*What the exercise asks*.
Set each entry down exactly as written.

(Saved entries)

####################

//! Orders and vendor-side status transitions.

use chrono::{DateTime, Utc};
use rust_decimal::Decimal;
use serde::{Deserialize, Serialize};

use crate::types::money::lenient;
use crate::types::{OrderId, OrderStatus, PaymentStatus, ProductId};

/// A line on an order.
#[derive(Debug, Clone, PartialEq, Eq, Serialize, Deserialize)]
#[serde(rename_all = "camelCase")]
pub struct OrderItem {
    pub product_id: ProductId,
    pub name: String,
    #[serde(with = "lenient")]
    pub price: Decimal,
    pub quantity: u32,
}

/// Where an order ships to.
#[derive(Debug, Clone, PartialEq, Eq, Default, Serialize, Deserialize)]
#[serde(rename_all = "camelCase")]
pub struct ShippingAddress {
    #[serde(default)]
    pub full_name: String,
    #[serde(default)]
    pub line1: String,
    #[serde(default)]
    pub line2: Option<String>,
    #[serde(default)]
    pub city: String,
    #[serde(default)]
    pub state: Option<String>,
    #[serde(default)]
    pub postal_code: String,
    #[serde(default)]
    pub country: String,
}

impl ShippingAddress {
    /// Single-line rendering for tables.
    #[must_use]
    pub fn one_line(&self) -> String {
        [
            Some(self.full_name.as_str()),
            Some(self.line1.as_str()),
            self.line2.as_deref(),
            Some(self.city.as_str()),
            self.state.as_deref(),
            Some(self.postal_code.as_str()),
            Some(self.country.as_str()),
        ]
        .into_iter()
        .flatten()
        .filter(|part| !part.trim().is_empty())
        .collect::<Vec<_>>()
        .join(", ")
    }
}

/// A customer order as seen by the vendor.
#[derive(Debug, Clone, PartialEq, Eq, Serialize, Deserialize)]
#[serde(rename_all = "camelCase")]
pub struct Order {
    pub id: OrderId,
    pub status: OrderStatus,
    #[serde(default)]
    pub items: Vec<OrderItem>,
    #[serde(default)]
    pub shipping_address: ShippingAddress,
    #[serde(default)]
    pub payment_status: PaymentStatus,
    #[serde(with = "lenient", default)]
    pub total: Decimal,
    #[serde(default)]
    pub customer_name: Option<String>,
    #[serde(default)]
    pub created_at: Option<DateTime<Utc>>,
    #[serde(default)]
    pub updated_at: Option<DateTime<Utc>>,
}

impl Order {
    /// Total units across all lines.
    #[must_use]
    pub fn item_count(&self) -> u32 {
        self.items.iter().map(|item| item.quantity).sum()
    }
}

/// Rejected status change.
#[derive(Debug, Clone, Copy, PartialEq, Eq, thiserror::Error)]
#[error("cannot move an order from {from} to {to}")]
pub struct TransitionError {
    pub from: OrderStatus,
    pub to: OrderStatus,
}

impl OrderStatus {
    /// Statuses a vendor may move an order to from `self`.
    #[must_use]
    pub const fn next_statuses(self) -> &'static [Self] {
        match self {
            Self::Pending => &[Self::Processing, Self::Cancelled],
            Self::Processing => &[Self::Shipped, Self::Cancelled],
            Self::Shipped => &[Self::Delivered],
            Self::Delivered | Self::Cancelled => &[],
        }
    }

    /// Whether no further changes are allowed.
    #[must_use]
    pub const fn is_terminal(self) -> bool {
        self.next_statuses().is_empty()
    }

    /// Validate a vendor-initiated status change.
    ///
    /// # Errors
    ///
    /// Returns [`TransitionError`] when `to` is not reachable from `self`.
    pub fn transition_to(self, to: Self) -> Result<Self, TransitionError> {
        if self.next_statuses().contains(&to) {
            Ok(to)
        } else {
            Err(TransitionError { from: self, to })
        }
    }
}
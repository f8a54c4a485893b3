//! List page state kept in the session, one entry per list.
//!
//! Filter forms and pagination links arrive as plain GETs. Comparing them with
//! the stored state is what lets a filter change reset the page even when the
//! form still carried the old page number, and lets bulk actions refetch the
//! page the visitor is looking at.

use bazaar_core::{ListChange, ListFilter, ListQuery, ListState};
use serde::{Serialize, de::DeserializeOwned};
use tower_sessions::Session;

/// Load a list's state, or a fresh one on page 1.
///
/// A stored state with a different page size (after a config change) is
/// discarded, as is one that no longer deserializes.
pub async fn load_list<F>(session: &Session, key: &str, per_page: u32) -> ListState<F>
where
    F: ListFilter + Serialize + DeserializeOwned,
{
    let stored = session.get::<ListState<F>>(key).await.unwrap_or_else(|err| {
        tracing::debug!(key, error = %err, "Discarding unreadable list state");
        None
    });

    stored
        .filter(|state| state.per_page() == per_page)
        .unwrap_or_else(|| ListState::new(per_page))
}

/// Persist a list's state.
///
/// # Errors
///
/// Returns an error if the session store fails.
pub async fn save_list<F>(
    session: &Session,
    key: &str,
    state: &ListState<F>,
) -> Result<(), tower_sessions::session::Error>
where
    F: ListFilter + Serialize,
{
    session.insert(key, state).await
}

/// Fold a request's filter and page into the state and return what to fetch.
///
/// A changed filter wins over the requested page.
pub fn resolve_list<F: ListFilter>(
    state: &mut ListState<F>,
    filter: F,
    page: Option<u32>,
) -> ListQuery<F> {
    if state.apply(ListChange::Filter(filter)).is_none() {
        state.apply(ListChange::Page(page.unwrap_or(1)));
    }
    state.query()
}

####################

*Solution to this task*.
//! Orders and vendor-side status transitions.

use chrono::{DateTime, Utc};
use rust_decimal::Decimal;
use serde::{Deserialize, Serialize};

use crate::types::money::lenient;
use crate::types::{OrderId, OrderStatus, PaymentStatus, ProductId};

/// A line on an order.
#[derive(Debug, Clone, PartialEq, Eq, Serialize, Deserialize)]
#[serde(rename_all = "camelCase")]
pub struct OrderItem {
    pub product_id: ProductId,
    pub name: String,
    #[serde(with = "lenient")]
    pub price: Decimal,
    pub quantity: u32,
}

/// Where an order ships to.
#[derive(Debug, Clone, PartialEq, Eq, Default, Serialize, Deserialize)]
#[serde(rename_all = "camelCase")]
pub struct ShippingAddress {
    #[serde(default)]
    pub full_name: String,
    #[serde(default)]
    pub line1: String,
    #[serde(default)]
    pub line2: Option<String>,
    #[serde(default)]
    pub city: String,
    #[serde(default)]
    pub state: Option<String>,
    #[serde(default)]
    pub postal_code: String,
    #[serde(default)]
    pub country: String,
}

impl ShippingAddress {
    /// Single-line rendering for tables.
    #[must_use]
    pub fn one_line(&self) -> String {
        [
            Some(self.full_name.as_str()),
            Some(self.line1.as_str()),
            self.line2.as_deref(),
            Some(self.city.as_str()),
            self.state.as_deref(),
            Some(self.postal_code.as_str()),
            Some(self.country.as_str()),
        ]
        .into_iter()
        .flatten()
        .filter(|part| !part.trim().is_empty())
        .collect::<Vec<_>>()
        .join(", ")
    }
}

/// A customer order as seen by the vendor.
#[derive(Debug, Clone, PartialEq, Eq, Serialize, Deserialize)]
#[serde(rename_all = "camelCase")]
pub struct Order {
    pub id: OrderId,
    pub status: OrderStatus,
    #[serde(default)]
    pub items: Vec<OrderItem>,
    #[serde(default)]
    pub shipping_address: ShippingAddress,
    #[serde(default)]
    pub payment_status: PaymentStatus,
    #[serde(with = "lenient", default)]
    pub total: Decimal,
    #[serde(default)]
    pub customer_name: Option<String>,
    #[serde(default)]
    pub created_at: Option<DateTime<Utc>>,
    #[serde(default)]
    pub updated_at: Option<DateTime<Utc>>,
}

impl Order {
    /// Total units across all lines.
    #[must_use]
    pub fn item_count(&self) -> u32 {
        self.items.iter().map(|item| item.quantity).sum()
    }
}

/// Rejected status change.
#[derive(Debug, Clone, Copy, PartialEq, Eq, thiserror::Error)]
#[error("cannot move an order from {from} to {to}")]
pub struct TransitionError {
    pub from: OrderStatus,
    pub to: OrderStatus,
}

impl OrderStatus {
    /// Statuses a vendor may move an order to from `self`.
    #[must_use]
    pub const fn next_statuses(self) -> &'static [Self] {
        match self {
            Self::Pending => &[Self::Processing, Self::Cancelled],
            Self::Processing => &[Self::Shipped, Self::Cancelled],
            Self::Shipped => &[Self::Delivered],
            Self::Delivered | Self::Cancelled => &[],
        }
    }

    /// Whether no further changes are allowed.
    #[must_use]
    pub const fn is_terminal(self) -> bool {
        self.next_statuses().is_empty()
    }

    /// Validate a vendor-initiated status change.
    ///
    /// # Errors
    ///
    /// Returns [`TransitionError`] when `to` is not reachable from `self`.
    pub fn transition_to(self, to: Self) -> Result<Self, TransitionError> {
        if self.next_statuses().contains(&to) {
            Ok(to)
        } else {
            Err(TransitionError { from: self, to })
        }
    }
}
repository f8a54c4a485893b3
//! List page state kept in the session, one entry per list.
//!
//! Filter forms and pagination links arrive as plain GETs. Comparing them with
//! the stored state is what lets a filter change reset the page even when the
//! form still carried the old page number, and lets bulk actions refetch the
//! page the visitor is looking at.

use bazaar_core::{ListChange, ListFilter, ListQuery, ListState};
use serde::{Serialize, de::DeserializeOwned};
use tower_sessions::Session;

/// Load a list's state, or a fresh one on page 1.
///
/// A stored state with a different page size (after a config change) is
/// discarded, as is one that no longer deserializes.
pub async fn load_list<F>(session: &Session, key: &str, per_page: u32) -> ListState<F>
where
    F: ListFilter + Serialize + DeserializeOwned,
{
    let stored = session.get::<ListState<F>>(key).await.unwrap_or_else(|err| {
        tracing::debug!(key, error = %err, "Discarding unreadable list state");
        None
    });

    stored
        .filter(|state| state.per_page() == per_page)
        .unwrap_or_else(|| ListState::new(per_page))
}

/// Persist a list's state.
///
/// # Errors
///
/// Returns an error if the session store fails.
pub async fn save_list<F>(
    session: &Session,
    key: &str,
    state: &ListState<F>,
) -> Result<(), tower_sessions::session::Error>
where
    F: ListFilter + Serialize,
{
    session.insert(key, state).await
}

/// Fold a request's filter and page into the state and return what to fetch.
///
/// A changed filter wins over the requested page.
pub fn resolve_list<F: ListFilter>(
    state: &mut ListState<F>,
    filter: F,
    page: Option<u32>,
) -> ListQuery<F> {
    if state.apply(ListChange::Filter(filter)).is_none() {
        state.apply(ListChange::Page(page.unwrap_or(1)));
    }
    state.query()
}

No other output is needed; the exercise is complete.